This post contributed by Stratoscale helps you navigate common problems.

Upgrading an OpenStack cloud has become a challenging task, which
requires choosing the right approach, careful planning and precise
execution to minimize the downtime of the cloud environment. Because of
such complexity, cloud operators prefer to skip one or more releases
before doing an upgrade.

In this OpenStack tutorial, we discuss different aspects of OpenStack upgrades, identify the major pitfalls when upgrading OpenStack and provide solutions and best practices to avoid these pitfalls.

Update Vs. Upgrade

First of all, we should define a strict distinction between updating
and upgrading OpenStack. In this OpenStack tutorial, updating
means applying bug fixes and fixes for security vulnerabilities to
the OpenStack components and underlying operating system. Usually, such
fixes are considered to be safe for _in-place _updates, because they do
not introduce a new functionality and thus do not have regressions.

At the same time upgrading means upgrading to a new stable
OpenStack release
. An OpenStack cloud consists of a number of
distributed software components that collaborate with each other in
order to deliver the required cloud services. From the first look, such
components, including operating system dependencies, must be upgraded at
the same time, which make the upgrade tasks even more complex. Good news
is that the OpenStack community aims to keep the APIs for the components
compatible, so the old API version usually is kept and supported for
some time. However, the old API can be marked as deprecated and removed
from newer releases.

Planning an OpenStack upgrade

There are several important steps we recommend for planning any
OpenStack upgrade:

  1. Read the OpenStack release notes thoroughly to identify potential
    incompatibilities between releases.
  2. Choose the proper method for OpenStack upgrade (see below).
  3. Prepare a plan to roll back a failed upgrade.
  4. Prepare a plan for data backups, at minimum, with backups of
    configuration files and databases.
  5. Determine the acceptable downtime for the cloud, as defined by the
    SLAs for specific services. If any data loss is projected, notify your
    users about the service interruption.
  6. Test the upgrade method using a test environment similar to the
    production one.

Methods for OpenStack upgrade

  1. Parallel cloud: Deploy a separate OpenStack cloud and migrate
    all the resources from the old cloud to the upgraded one. This is the
    simplest and least intrusive method. Also it has the simplest rollback
    procedure. However, it requires extensive hardware resources and leads
    to lengthy downtime.

  2. Rolling upgrade: These two methods upgrade each component on
    each server one by one, finally giving you an upgraded OpenStack cloud:
  • In-place upgrade: This method requires shutting down each
    service for the upgrade, which gives you some downtime, though less than
    the parallel cloud method.

  • Side by side upgrade: Since OpenStack Icehouse the controllers
    are decoupled from the compute nodes, so you can upgrade them
    independently. With this method, you can deploy an upgraded controller,
    transfer all the data from the old controller to the new one and
    seamlessly replace the old controller by the new one. The old controller
    is left untouched, so a roll back should be simple. In order to achieve
    zero downtime you should have more than one controller in HA mode.
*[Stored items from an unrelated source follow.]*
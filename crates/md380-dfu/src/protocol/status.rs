//! GETSTATUS / GETSTATE response decoding.
//!
//! The device reports a 6-byte status record:
//! `bStatus`, `bwPollTimeout` (24-bit LE), `bState`, `iString`.

use std::fmt;

use super::bytes::le24;
use super::constants::*;

/// DFU device state (`bState`).
#[derive(Debug, Clone, Copy, PartialEq, Eq)]
pub enum DfuState {
    AppIdle,
    AppDetach,
    DfuIdle,
    DnloadSync,
    DnloadBusy,
    DnloadIdle,
    ManifestSync,
    Manifest,
    ManifestWaitReset,
    UploadIdle,
    Error,
    /// Value outside the DFU 1.1 enumeration.
    Unknown(u8),
}

impl DfuState {
    pub fn from_u8(value: u8) -> Self {
        match value {
            DFU_STATE_APP_IDLE => DfuState::AppIdle,
            DFU_STATE_APP_DETACH => DfuState::AppDetach,
            DFU_STATE_DFU_IDLE => DfuState::DfuIdle,
            DFU_STATE_DNLOAD_SYNC => DfuState::DnloadSync,
            DFU_STATE_DNLOAD_BUSY => DfuState::DnloadBusy,
            DFU_STATE_DNLOAD_IDLE => DfuState::DnloadIdle,
            DFU_STATE_MANIFEST_SYNC => DfuState::ManifestSync,
            DFU_STATE_MANIFEST => DfuState::Manifest,
            DFU_STATE_MANIFEST_WAIT_RESET => DfuState::ManifestWaitReset,
            DFU_STATE_UPLOAD_IDLE => DfuState::UploadIdle,
            DFU_STATE_ERROR => DfuState::Error,
            other => DfuState::Unknown(other),
        }
    }

    pub fn as_u8(&self) -> u8 {
        match self {
            DfuState::AppIdle => DFU_STATE_APP_IDLE,
            DfuState::AppDetach => DFU_STATE_APP_DETACH,
            DfuState::DfuIdle => DFU_STATE_DFU_IDLE,
            DfuState::DnloadSync => DFU_STATE_DNLOAD_SYNC,
            DfuState::DnloadBusy => DFU_STATE_DNLOAD_BUSY,
            DfuState::DnloadIdle => DFU_STATE_DNLOAD_IDLE,
            DfuState::ManifestSync => DFU_STATE_MANIFEST_SYNC,
            DfuState::Manifest => DFU_STATE_MANIFEST,
            DfuState::ManifestWaitReset => DFU_STATE_MANIFEST_WAIT_RESET,
            DfuState::UploadIdle => DFU_STATE_UPLOAD_IDLE,
            DfuState::Error => DFU_STATE_ERROR,
            DfuState::Unknown(v) => *v,
        }
    }

    /// The device is still working on the previous request and must be
    /// polled again before another DNLOAD/UPLOAD is issued.
    pub fn is_busy(&self) -> bool {
        matches!(
            self,
            DfuState::DnloadSync | DfuState::DnloadBusy | DfuState::ManifestSync | DfuState::Manifest
        )
    }

    pub fn is_error(&self) -> bool {
        matches!(self, DfuState::Error)
    }
}

impl fmt::Display for DfuState {
    fn fmt(&self, f: &mut fmt::Formatter<'_>) -> fmt::Result {
        match self {
            DfuState::AppIdle => write!(f, "appIDLE"),
            DfuState::AppDetach => write!(f, "appDETACH"),
            DfuState::DfuIdle => write!(f, "dfuIDLE"),
            DfuState::DnloadSync => write!(f, "dfuDNLOAD-SYNC"),
            DfuState::DnloadBusy => write!(f, "dfuDNBUSY"),
            DfuState::DnloadIdle => write!(f, "dfuDNLOAD-IDLE"),
            DfuState::ManifestSync => write!(f, "dfuMANIFEST-SYNC"),
            DfuState::Manifest => write!(f, "dfuMANIFEST"),
            DfuState::ManifestWaitReset => write!(f, "dfuMANIFEST-WAIT-RESET"),
            DfuState::UploadIdle => write!(f, "dfuUPLOAD-IDLE"),
            DfuState::Error => write!(f, "dfuERROR"),
            DfuState::Unknown(v) => write!(f, "unknown(0x{:02X})", v),
        }
    }
}

/// DFU status code (`bStatus`).
#[derive(Debug, Clone, Copy, PartialEq, Eq)]
pub enum DfuStatusCode {
    Ok,
    ErrTarget,
    ErrFile,
    ErrWrite,
    ErrErase,
    ErrCheckErased,
    ErrProg,
    ErrVerify,
    ErrAddress,
    ErrNotDone,
    ErrFirmware,
    ErrVendor,
    ErrUsbReset,
    ErrPowerOnReset,
    ErrUnknown,
    ErrStalledPacket,
    Unknown(u8),
}

impl DfuStatusCode {
    pub fn from_u8(value: u8) -> Self {
        match value {
            0x00 => DfuStatusCode::Ok,
            0x01 => DfuStatusCode::ErrTarget,
            0x02 => DfuStatusCode::ErrFile,
            0x03 => DfuStatusCode::ErrWrite,
            0x04 => DfuStatusCode::ErrErase,
            0x05 => DfuStatusCode::ErrCheckErased,
            0x06 => DfuStatusCode::ErrProg,
            0x07 => DfuStatusCode::ErrVerify,
            0x08 => DfuStatusCode::ErrAddress,
            0x09 => DfuStatusCode::ErrNotDone,
            0x0A => DfuStatusCode::ErrFirmware,
            0x0B => DfuStatusCode::ErrVendor,
            0x0C => DfuStatusCode::ErrUsbReset,
            0x0D => DfuStatusCode::ErrPowerOnReset,
            0x0E => DfuStatusCode::ErrUnknown,
            0x0F => DfuStatusCode::ErrStalledPacket,
            other => DfuStatusCode::Unknown(other),
        }
    }

    pub fn is_ok(&self) -> bool {
        matches!(self, DfuStatusCode::Ok)
    }
}

impl fmt::Display for DfuStatusCode {
    fn fmt(&self, f: &mut fmt::Formatter<'_>) -> fmt::Result {
        let s = match self {
            DfuStatusCode::Ok => "OK",
            DfuStatusCode::ErrTarget => "errTARGET",
            DfuStatusCode::ErrFile => "errFILE",
            DfuStatusCode::ErrWrite => "errWRITE",
            DfuStatusCode::ErrErase => "errERASE",
            DfuStatusCode::ErrCheckErased => "errCHECK_ERASED",
            DfuStatusCode::ErrProg => "errPROG",
            DfuStatusCode::ErrVerify => "errVERIFY",
            DfuStatusCode::ErrAddress => "errADDRESS",
            DfuStatusCode::ErrNotDone => "errNOTDONE",
            DfuStatusCode::ErrFirmware => "errFIRMWARE",
            DfuStatusCode::ErrVendor => "errVENDOR",
            DfuStatusCode::ErrUsbReset => "errUSBR",
            DfuStatusCode::ErrPowerOnReset => "errPOR",
            DfuStatusCode::ErrUnknown => "errUNKNOWN",
            DfuStatusCode::ErrStalledPacket => "errSTALLEDPKT",
            DfuStatusCode::Unknown(v) => return write!(f, "unknown(0x{:02X})", v),
        };
        f.write_str(s)
    }
}

/// Decoded GETSTATUS record.
#[derive(Clone, Copy, PartialEq, Eq)]
pub struct DfuStatus {
    /// Raw response, zero-padded to 6 bytes.
    raw: [u8; DFU_STATUS_LEN as usize],
}

impl DfuStatus {
    pub const SIZE: usize = DFU_STATUS_LEN as usize;

    /// Decode a status response. Short responses are zero-padded, extra
    /// bytes are ignored.
    pub fn from_bytes(bytes: &[u8]) -> Self {
        let mut raw = [0u8; Self::SIZE];
        let n = bytes.len().min(Self::SIZE);
        raw[..n].copy_from_slice(&bytes[..n]);
        Self { raw }
    }

    /// Raw `bStatus`.
    pub fn status(&self) -> u8 {
        self.raw[0]
    }

    pub fn status_code(&self) -> DfuStatusCode {
        DfuStatusCode::from_u8(self.raw[0])
    }

    /// Minimum time in milliseconds before the next GETSTATUS.
    pub fn poll_timeout_ms(&self) -> u32 {
        le24(&self.raw[1..4])
    }

    /// Raw `bState`.
    pub fn state_raw(&self) -> u8 {
        self.raw[4]
    }

    pub fn state(&self) -> DfuState {
        DfuState::from_u8(self.raw[4])
    }

    /// Index of a vendor status description string.
    pub fn string_index(&self) -> u8 {
        self.raw[5]
    }

    pub fn as_bytes(&self) -> &[u8] {
        &self.raw
    }
}

impl fmt::Debug for DfuStatus {
    fn fmt(&self, f: &mut fmt::Formatter<'_>) -> fmt::Result {
        f.debug_struct("DfuStatus")
            .field("status", &self.status_code())
            .field("poll_timeout_ms", &self.poll_timeout_ms())
            .field("state", &self.state())
            .field("string_index", &self.string_index())
            .finish()
    }
}

impl fmt::Display for DfuStatus {
    fn fmt(&self, f: &mut fmt::Formatter<'_>) -> fmt::Result {
        write!(
            f,
            "status={} state={} poll_timeout={}ms",
            self.status_code(),
            self.state(),
            self.poll_timeout_ms()
        )
    }
}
Upgrade pitfalls and solutions

Manual upgrades are prone to failure

Upgrades commonly fail when a number of manually repetitive tasks must
be completed. Your cloud consists of many nodes and each node contains a
number of services. The services on each node collaborate with other
services, and due to this complexity manual upgrades are not an option.
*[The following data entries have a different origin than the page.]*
//! DFU class requests.
//!
//! Each request is a single control transfer on the claimed interface.
//! DNLOAD is always followed by two GETSTATUS polls: the first lets the
//! device apply the block, the second returns the outcome. A write is not
//! complete until the second poll returns.

use tracing::{debug, warn};

use crate::config::WriteFailurePolicy;
use crate::error::DfuError;
use crate::events::{DfuEvent, DfuObserver};
use crate::protocol::constants::*;
use crate::protocol::{DfuState, DfuStatus, hexdump};
use crate::session::DfuSession;
use crate::transport::{Connector, ControlSetup, UsbTransport, check_out_length};

fn setup_in(request: u8, value: u16) -> ControlSetup {
    ControlSetup::new(REQUEST_TYPE_CLASS_IN, request, value, 0)
}

fn setup_out(request: u8, value: u16) -> ControlSetup {
    ControlSetup::new(REQUEST_TYPE_CLASS_OUT, request, value, 0)
}

impl<C: Connector, O: DfuObserver> DfuSession<C, O> {
    /// GETSTATUS.
    pub fn get_status(&mut self) -> Result<DfuStatus, DfuError> {
        let data = self.class_in(setup_in(DFU_GETSTATUS, 0), DFU_STATUS_LEN)?;
        let status = DfuStatus::from_bytes(&data);
        self.emit(DfuEvent::Status(status));
        Ok(status)
    }

    /// GETSTATE.
    pub fn get_state(&mut self) -> Result<DfuState, DfuError> {
        let data = self.class_in(setup_in(DFU_GETSTATE, 0), DFU_STATE_LEN)?;
        Ok(DfuState::from_u8(data.first().copied().unwrap_or(0)))
    }

    /// DNLOAD `data` to `block`, then poll status twice and return the
    /// second record.
    ///
    /// With [`WriteFailurePolicy::Lenient`] a failed data transfer is only
    /// logged; the polls still run and decide the result. With
    /// [`WriteFailurePolicy::Strict`] it fails immediately and disconnects.
    ///
    /// A payload longer than one control transfer can carry is refused
    /// before anything is sent and leaves the session untouched.
    pub fn download(&mut self, block: u16, data: &[u8]) -> Result<DfuStatus, DfuError> {
        check_out_length(data)?;
        debug!(block, len = data.len(), "DNLOAD\n{}", hexdump(data));

        let timeout = self.config().timeout();
        let sent = self
            .link()?
            .control_out(setup_out(DFU_DNLOAD, block), data, timeout);

        if let Err(e) = sent {
            match self.config().write_failure {
                WriteFailurePolicy::Lenient => {
                    warn!(block, error = %e, "DNLOAD transfer failed, deferring to status poll");
                    self.emit(DfuEvent::WriteFailed {
                        block,
                        message: e.to_string(),
                    });
                }
                WriteFailurePolicy::Strict => {
                    self.demote(&e);
                    return Err(DfuError::Transfer(e));
                }
            }
        }

        // Apply
        self.get_status()?;
        // Confirm
        self.get_status()
    }

    /// UPLOAD `length` bytes from `block`, then poll status once so the
    /// device can leave its upload state. Short reads are zero-padded.
    pub fn upload(&mut self, block: u16, length: u16) -> Result<Vec<u8>, DfuError> {
        let mut data = self.class_in(setup_in(DFU_UPLOAD, block), length)?;
        if data.len() < length as usize {
            debug!(block, got = data.len(), expected = length, "Short UPLOAD");
        }
        data.resize(length as usize, 0);

        self.get_status()?;
        Ok(data)
    }

    /// DETACH. The bootloader jumps to the application, so a missing
    /// acknowledgement is normal and ignored.
    pub fn detach(&mut self) -> Result<(), DfuError> {
        let timeout = self.config().timeout();
        let sent = self
            .link()?
            .control_out(setup_out(DFU_DETACH, 0), &[], timeout);
        if let Err(e) = sent {
            debug!(error = %e, "DETACH not acknowledged");
        }
        Ok(())
    }

    /// CLRSTATUS, leaving the error state.
    pub fn clear_status(&mut self) -> Result<(), DfuError> {
        self.class_out(setup_out(DFU_CLRSTATUS, 0), &[])?;
        Ok(())
    }

    /// ABORT, returning to dfuIDLE.
    pub fn abort(&mut self) -> Result<(), DfuError> {
        self.class_out(setup_out(DFU_ABORT, 0), &[])?;
        Ok(())
    }
}

#[cfg(test)]
mod tests {
    use std::sync::Arc;

    use super::*;
    use crate::config::SessionConfig;
    use crate::events::RecordingObserver;
    use crate::transport::{MockConnector, MockTransport, TransportError};

    fn connected(mock: &MockTransport, config: SessionConfig) -> DfuSession<MockConnector, RecordingObserver> {
        let mut session = DfuSession::with_observer(
            MockConnector::with_device(mock.clone()),
            config,
            Arc::new(RecordingObserver::new()),
        );
        assert!(session.connect());
        session
    }

    #[test]
    fn test_get_status_encoding() {
        let mock = MockTransport::new();
        let mut session = connected(&mock, SessionConfig::default());
        mock.queue_status(0x00, 250, DFU_STATE_DFU_IDLE);

        let st = session.get_status().unwrap();
        assert_eq!(st.state(), DfuState::DfuIdle);
        assert_eq!(st.poll_timeout_ms(), 250);

        let transfers = mock.get_transfers();
        assert_eq!(transfers.len(), 1);
        assert_eq!(transfers[0].setup, ControlSetup::new(0xA1, 3, 0, 0));
        assert_eq!(transfers[0].length, 6);
    }

    #[test]
    fn test_get_state_encoding() {
        let mock = MockTransport::new();
        let mut session = connected(&mock, SessionConfig::default());
        mock.queue_response(DFU_GETSTATE, &[DFU_STATE_UPLOAD_IDLE]);

        assert_eq!(session.get_state().unwrap(), DfuState::UploadIdle);
        let transfers = mock.get_transfers();
        assert_eq!(transfers[0].setup, ControlSetup::new(0xA1, 5, 0, 0));
        assert_eq!(transfers[0].length, 1);
    }

    #[test]
    fn test_download_polls_status_twice() {
        let mock = MockTransport::new();
        let mut session = connected(&mock, SessionConfig::default());
        mock.queue_status(0x00, 0, DFU_STATE_DNLOAD_BUSY);
        mock.queue_status(0x00, 0, DFU_STATE_DNLOAD_IDLE);

        let st = session.download(2, &[0xAA; 16]).unwrap();
        assert_eq!(st.state(), DfuState::DnloadIdle);
        assert_eq!(
            mock.get_requests(),
            vec![DFU_DNLOAD, DFU_GETSTATUS, DFU_GETSTATUS]
        );
        let transfers = mock.get_transfers();
        assert_eq!(transfers[0].setup, ControlSetup::new(0x21, 1, 2, 0));
        assert_eq!(transfers[0].data, vec![0xAA; 16]);
    }

    #[test]
    fn test_download_write_failure_is_lenient_by_default() {
        let mock = MockTransport::new();
        let mut session = connected(&mock, SessionConfig::default());
        mock.fail_next(DFU_DNLOAD);

        let st = session.download(0, &[0x91, 0x05]).unwrap();
        assert!(st.status_code().is_ok());
        assert!(session.is_connected());
        assert_eq!(
            mock.get_requests(),
            vec![DFU_DNLOAD, DFU_GETSTATUS, DFU_GETSTATUS]
        );
        assert!(
            session
                .observer()
                .events()
                .iter()
                .any(|e| matches!(e, DfuEvent::WriteFailed { block: 0, .. }))
        );
    }

    #[test]
    fn test_download_write_failure_strict() {
        let mock = MockTransport::new();
        let config = SessionConfig {
            write_failure: WriteFailurePolicy::Strict,
            ..Default::default()
        };
        let mut session = connected(&mock, config);
        mock.fail_next(DFU_DNLOAD);

        assert!(matches!(
            session.download(0, &[0x91, 0x05]),
            Err(DfuError::Transfer(_))
        ));
        assert!(!session.is_connected());
        assert_eq!(mock.get_requests(), vec![DFU_DNLOAD]);
    }

    #[test]
    fn test_download_rejects_oversized_payload() {
        let mock = MockTransport::new();
        let mut session = connected(&mock, SessionConfig::default());

        assert!(matches!(
            session.download(2, &vec![0u8; 70_000]),
            Err(DfuError::Transfer(TransportError::InvalidLength(70_000)))
        ));
        assert!(session.is_connected());
        assert!(mock.get_transfers().is_empty());

        // Largest legal block still goes out
        session.download(2, &vec![0u8; MAX_CONTROL_TRANSFER_LEN]).unwrap();
        assert_eq!(mock.get_downloads()[0].1.len(), 65535);
    }

    #[test]
    fn test_every_status_poll_is_reported() {
        let mock = MockTransport::new();
        let mut session = connected(&mock, SessionConfig::default());
        mock.queue_status(0x00, 0, DFU_STATE_DNLOAD_BUSY);

        session.download(2, &[0xAA; 4]).unwrap();
        session.upload(2, 4).unwrap();
        session.get_status().unwrap();

        let states: Vec<DfuState> = session
            .observer()
            .events()
            .iter()
            .filter_map(|e| match e {
                DfuEvent::Status(st) => Some(st.state()),
                _ => None,
            })
            .collect();
        assert_eq!(
            states,
            vec![
                DfuState::DnloadBusy,
                DfuState::DnloadIdle,
                DfuState::DnloadIdle,
                DfuState::DnloadIdle
            ]
        );
    }

    #[test]
    fn test_download_poll_failure_disconnects() {
        let mock = MockTransport::new();
        let mut session = connected(&mock, SessionConfig::default());
        mock.fail_next(DFU_GETSTATUS);

        assert!(matches!(
            session.download(2, &[0x00]),
            Err(DfuError::Transfer(_))
        ));
        assert!(!session.is_connected());
        // The confirming poll is never issued
        assert_eq!(mock.get_requests(), vec![DFU_DNLOAD, DFU_GETSTATUS]);
    }

    #[test]
    fn test_upload_pads_and_polls() {
        let mock = MockTransport::new();
        let mut session = connected(&mock, SessionConfig::default());
        mock.queue_response(DFU_UPLOAD, &[1, 2, 3]);

        let data = session.upload(3, 8).unwrap();
        assert_eq!(data, vec![1, 2, 3, 0, 0, 0, 0, 0]);
        assert_eq!(mock.get_requests(), vec![DFU_UPLOAD, DFU_GETSTATUS]);
        assert_eq!(mock.get_transfers()[0].setup, ControlSetup::new(0xA1, 2, 3, 0));
    }

    #[test]
    fn test_upload_failure_disconnects() {
        let mock = MockTransport::new();
        let mut session = connected(&mock, SessionConfig::default());
        mock.fail_next(DFU_UPLOAD);

        assert!(matches!(session.upload(2, 1024), Err(DfuError::Transfer(_))));
        assert!(!session.is_connected());
        assert_eq!(mock.get_requests(), vec![DFU_UPLOAD]);
    }

    #[test]
    fn test_get_state_failure_disconnects() {
        let mock = MockTransport::new();
        let mut session = connected(&mock, SessionConfig::default());
        mock.fail_next(DFU_GETSTATE);

        assert!(matches!(session.get_state(), Err(DfuError::Transfer(_))));
        assert!(!session.is_connected());
        assert!(matches!(session.get_status(), Err(DfuError::NotConnected)));
    }

    #[test]
    fn test_detach_ignores_failure() {
        let mock = MockTransport::new();
        let mut session = connected(&mock, SessionConfig::default());
        mock.fail_next(DFU_DETACH);

        session.detach().unwrap();
        assert!(session.is_connected());
        assert_eq!(mock.get_transfers()[0].setup, ControlSetup::new(0x21, 0, 0, 0));
    }

    #[test]
    fn test_clear_status_and_abort() {
        let mock = MockTransport::new();
        let mut session = connected(&mock, SessionConfig::default());

        session.clear_status().unwrap();
        session.abort().unwrap();
        assert_eq!(mock.get_requests(), vec![DFU_CLRSTATUS, DFU_ABORT]);

        mock.fail_next(DFU_ABORT);
        assert!(session.abort().is_err());
        assert!(!session.is_connected());
    }

    #[test]
    fn test_operations_require_connection() {
        let mock = MockTransport::new();
        let mut session = DfuSession::new(
            MockConnector::with_device(mock.clone()),
            SessionConfig::default(),
        );

        assert!(matches!(session.get_status(), Err(DfuError::NotConnected)));
        assert!(matches!(session.get_state(), Err(DfuError::NotConnected)));
        assert!(matches!(session.download(0, &[]), Err(DfuError::NotConnected)));
        assert!(matches!(session.upload(0, 32), Err(DfuError::NotConnected)));
        assert!(matches!(session.detach(), Err(DfuError::NotConnected)));
        assert!(matches!(session.clear_status(), Err(DfuError::NotConnected)));
        assert!(matches!(session.abort(), Err(DfuError::NotConnected)));
        assert!(mock.get_transfers().is_empty());
    }
}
Solution: Use automation for the upgrade. There are many
configuration management tools tools you can use such as Ansible, Chef
and Puppet.

Upgrade of the production cloud can fail

By nature the OpenStack cloud contains custom settings and the
standard upgrade procedure usually does not honor the custom settings in
the configuration files. You should assume that upgrade of the cloud
will fail, so you need to verify the upgrade on a test cloud, which
should be similar to the production one. The test cloud can be smaller
than the production one, but it should have the same architecture and
configuration.

It is very important to have proper automation implemented in your
organization. Both deployment (for the old release) and upgrade
procedures should be automated and both should be under configuration
management control. You should be able to track back each custom setting
to the original requirement. Before upgrading the production cloud, the
upgrading procedure and the corresponding automation should be properly
verified with the following standard approach:

  1. Deploy a test cloud using the same automation scripts that you used
    to deploy the production cloud.
  2. Apply upgrade scripts to the test cloud.
  3. If the upgrade failed, make necessary fixes to the upgrade scripts
    and repeat the procedure from the step 1.
  4. If the upgrade completed successfully, verify the test cloud.
  5. If the verification failed, make necessary fixes to the upgrade
    scripts and repeat the procedure from Step 1.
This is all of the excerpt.